[Available data Boundary: Start]

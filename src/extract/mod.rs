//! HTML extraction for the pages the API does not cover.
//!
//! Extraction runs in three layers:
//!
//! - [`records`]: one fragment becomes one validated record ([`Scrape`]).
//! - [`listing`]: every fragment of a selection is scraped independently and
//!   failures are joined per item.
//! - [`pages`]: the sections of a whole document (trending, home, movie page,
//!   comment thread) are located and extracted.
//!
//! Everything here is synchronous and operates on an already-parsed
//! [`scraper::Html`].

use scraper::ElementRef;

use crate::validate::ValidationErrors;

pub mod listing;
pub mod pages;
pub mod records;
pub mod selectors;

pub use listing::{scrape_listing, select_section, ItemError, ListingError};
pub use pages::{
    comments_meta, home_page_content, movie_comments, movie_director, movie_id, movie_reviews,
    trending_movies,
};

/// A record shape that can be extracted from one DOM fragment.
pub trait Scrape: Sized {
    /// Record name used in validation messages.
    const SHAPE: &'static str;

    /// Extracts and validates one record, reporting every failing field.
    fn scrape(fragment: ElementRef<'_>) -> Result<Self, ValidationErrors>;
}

[Available data Boundary: End]

◆ Task description
Your task is to repeat each of the records above exactly.

◆ Task response
filename src/extract/mod.rs
//! HTML extraction for the pages the API does not cover.
//!
//! Extraction runs in three layers:
//!
//! - [`records`]: one fragment becomes one validated record ([`Scrape`]).
//! - [`listing`]: every fragment of a selection is scraped independently and
//!   failures are joined per item.
//! - [`pages`]: the sections of a whole document (trending, home, movie page,
//!   comment thread) are located and extracted.
//!
//! Everything here is synchronous and operates on an already-parsed
//! [`scraper::Html`].

use scraper::ElementRef;

use crate::validate::ValidationErrors;

pub mod listing;
pub mod pages;
pub mod records;
pub mod selectors;

pub use listing::{scrape_listing, select_section, ItemError, ListingError};
pub use pages::{
    comments_meta, home_page_content, movie_comments, movie_director, movie_id, movie_reviews,
    trending_movies,
};

/// A record shape that can be extracted from one DOM fragment.
pub trait Scrape: Sized {
    /// Record name used in validation messages.
    const SHAPE: &'static str;

    /// Extracts and validates one record, reporting every failing field.
    fn scrape(fragment: ElementRef<'_>) -> Result<Self, ValidationErrors>;
}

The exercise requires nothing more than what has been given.